「おまえなら、運命に抵抗するだろう、セイヤ」
「そりゃまあ。死んだらすべてが終わりだもんな。鴨の丸焼きも、蜂蜜と芥子の実を振りかけたヤマネのパイも、ソースが絶品の魚料理も食えなくなる」
セイヤはこの国のもてなしが いたく気に入ったらしい。
王家の犠牲に成り立っているこの国の食卓は、豊かで洗練されていた。
生きていたい理由としては極めて低次元なものだったが、セイヤのそれは、ヒョウガには、シュンの“死ぬ目的”よりも はるかに納得できる理由だった。

「おまえの憤りはわからないでもないが――」
この国に来てからずっと不機嫌でいる従弟に、シリュウが溜め息をつく。
「あのお姫様のような王子様には、家族もなく友人もいないんだろう。つまり、あの王子がこの世界から消えてしまっても、悲しむ者はいないんだ。周囲もその運命を当然のこととして受け入れ、望んでさえいる。あの子は、生きていることに未練の感じようがないんだろうな。若くして人間界を離れることがわかっていたからか、親密な人間関係も作らずにきたようだし」

「だからと言って……!」
それとて、周囲の人間に仕組まれたことではないか。
シュンが受け入れようとしている未来は、シュンの意思によるものではない。
ヒョウガは、自分がこの国に招かれたのも、シュンの希望をわざと曲解した周囲の者たちの したたかな策謀のような気がしてならなかった。
ヒョウガの国は安定した大国である。
その安定は、この国の者たちが誇りにしている文化の保持のために重要な要因であるに違いないのだ。
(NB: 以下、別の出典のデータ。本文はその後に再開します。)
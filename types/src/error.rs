/*!
    Error taxonomy for the stillreel pipeline.

    Setup-phase errors (device, container, codec, header) are fatal to a run.
    Per-frame errors (source load, conversion, upload, submit, drain) are
    recovered at the frame boundary. Teardown errors (trailer) are logged and
    never block resource release.
*/

use std::path::PathBuf;

/**
    Errors produced anywhere in the stills-to-video pipeline.
*/
#[derive(Debug, thiserror::Error)]
#[non_exhaustive]
pub enum Error {
    /// The requested hardware accelerator is absent or its device node
    /// could not be opened. Fatal to session setup.
    #[error("hardware device unavailable for {backend}: {reason}")]
    DeviceUnavailable { backend: &'static str, reason: String },

    /// The hardware surface pool could not be sized or initialized.
    /// Fatal to session setup.
    #[error("hardware frame pool initialization failed: {0}")]
    FramePoolInit(String),

    /// The output container could not be allocated, usually because the
    /// format could not be inferred from the output path.
    #[error("output container allocation failed: {0}")]
    ContainerAlloc(String),

    /// Writing the container header failed.
    #[error("container header write failed: {0}")]
    HeaderWrite(String),

    /// The named encoder implementation is missing from this FFmpeg build.
    #[error("encoder {0:?} not found in this FFmpeg build")]
    CodecNotFound(String),

    /// The codec rejected its configuration at open time.
    #[error("failed to open codec: {0}")]
    CodecOpen(String),

    /// A source image could not be opened.
    #[error("failed to open source {path:?}: {reason}")]
    SourceOpen { path: PathBuf, reason: String },

    /// No decoder exists for the source image's codec.
    #[error("unsupported source codec: {0}")]
    UnsupportedSourceCodec(String),

    /// The source image could not be decoded (or, in raw-buffer mode,
    /// its contents do not match the declared layout).
    #[error("source decode failed: {0}")]
    SourceDecode(String),

    /// The colorspace/scaling context could not be created.
    #[error("conversion context creation failed: {0}")]
    ConversionContext(String),

    /// The scaling/colorspace conversion itself failed.
    #[error("frame scaling failed: {0}")]
    Scale(String),

    /// No surface could be drawn from the hardware frame pool.
    #[error("hardware frame pool exhausted: {0}")]
    FramePoolExhausted(String),

    /// Transferring pixel data into a hardware surface failed.
    #[error("transfer to hardware surface failed: {0}")]
    Transfer(String),

    /// The encoder rejected a submitted frame.
    #[error("encoder rejected frame: {0}")]
    EncodeSubmit(String),

    /// The encoder reported an error while packets were being drained.
    #[error("encode error while draining packets: {0}")]
    Encode(String),

    /// Writing the container trailer failed. Logged by callers; never
    /// blocks resource release.
    #[error("container trailer write failed: {0}")]
    TrailerWrite(String),

    /// A pixel format outside the supported subset was encountered.
    #[error("unsupported format: {0}")]
    UnsupportedFormat(String),

    /// Input data did not satisfy a structural requirement.
    #[error("invalid data: {0}")]
    InvalidData(String),

    /// An underlying I/O error.
    #[error(transparent)]
    Io(#[from] std::io::Error),
}

pub type Result<T> = std::result::Result<T, Error>;

impl Error {
    /**
        True for errors that abort session setup entirely, as opposed to
        per-frame errors recovered at the frame boundary.
    */
    pub fn is_setup_fatal(&self) -> bool {
        matches!(
            self,
            Self::DeviceUnavailable { .. }
                | Self::FramePoolInit(_)
                | Self::ContainerAlloc(_)
                | Self::HeaderWrite(_)
                | Self::CodecNotFound(_)
                | Self::CodecOpen(_)
        )
    }
}

#[cfg(test)]
mod tests {
    use super::*;

    #[test]
    fn setup_errors_are_fatal() {
        assert!(Error::CodecNotFound("h264_nvenc".into()).is_setup_fatal());
        assert!(
            Error::DeviceUnavailable {
                backend: "vaapi",
                reason: "no render node".into(),
            }
            .is_setup_fatal()
        );
        assert!(!Error::Scale("odd dimensions".into()).is_setup_fatal());
        assert!(!Error::SourceDecode("truncated".into()).is_setup_fatal());
    }
}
シュンもその周囲の人間も――この国の何もかもが、ヒョウガをいらつかせる。
なぜ自分はこれほどまでに苛立っているのかと落ち着いて考えることもできないほど、ヒョウガは苛立っていた。

「あの王子様に悪あがきをさせたいのなら、今から未練になるものを持たせればいい。可能性は皆無ではないだろう。悟りきった振りをしてはいるが、あの王子様にも潔くなりきれない部分があるには違いない。死の間際に、『生きている人間に会いたい』などということを言い出したくらいなんだからな」
「未練……。好きな食い物のことでも思い出させるのか?」
ヒョウガがそんな らちもないことを呟いたのは、その場で笑いを取ろうなどということを考えたからではない。
彼は、他にどんな方法も思いつかなかったのである。
シュンには 肉親もなく、親しい友人もなく、周囲の者たちには 人の世から消え去ることを当然のこととして許容され、当人もまた自分の命が他人の役に立つことを喜んでいる。
そんな人間に、いったいどんな未練を、どうすれば抱かせることができるというのだろう。

真顔でたわ言を呟くヒョウガに、シリュウはあからさまに侮蔑の表情を作った。
「おまえまでセイヤレベルになってどうする。まあ、最も手っ取り早いのは恋をさせることだろうな。どこかから美少女でも連れてきて」
「あれより綺麗な? 無理だ」
シリュウの提案を、ヒョウガが即座に却下する。
そんなヒョウガに、シリュウは意味ありげな視線を向けた――ところに、セイヤが割り込んでくる。

「なんで恋なんだよ。友だちじゃ駄目なのか?」
セイヤはそれが心底から不思議でならないらしく――彼は、食べ物でシュンに未練を抱かせる旨の発言をした時のヒョウガ以上に真剣な目をして、シリュウに問うてきた。
セイヤは、友だちでいいのなら自分たちで事足りるのに――と言いたげな顔をしていた。
彼はシュンと友人関係になることに やぶさかではないのだろう。
セイヤは人当たりのよい この国の王子様が気に入っているようだった――この国の食べ物と同様に。

一国の王子を鴨の丸焼きと同レベルで語るセイヤの言葉に、シリュウは苦笑せずにはいられなかったのである。
セイヤに悪気がないことがわかっているせいで、彼は気軽に笑ってしまうことができた。
「友人関係というのは、基本的に、考え方や価値観が全く異なっていても互いの立場を尊重できる関係のことを言う。シュンが国のために死ぬというのなら、その意思を尊重するのが友人だろう。恋にそういう側面がないとは言わないが、恋は一つの運命を共に生きることだからな。それに――」
いったん言葉を途切らせたシリュウは、横目でヒョウガの表情を窺い、それから続く言葉を吐き出した。
「友情を育むには時間がかかるが、恋に落ちるのは一瞬だ」

シュンには時間がない――。
その切実な事実を 暗にシリュウに示唆されて、ヒョウガは唇を噛みしめた。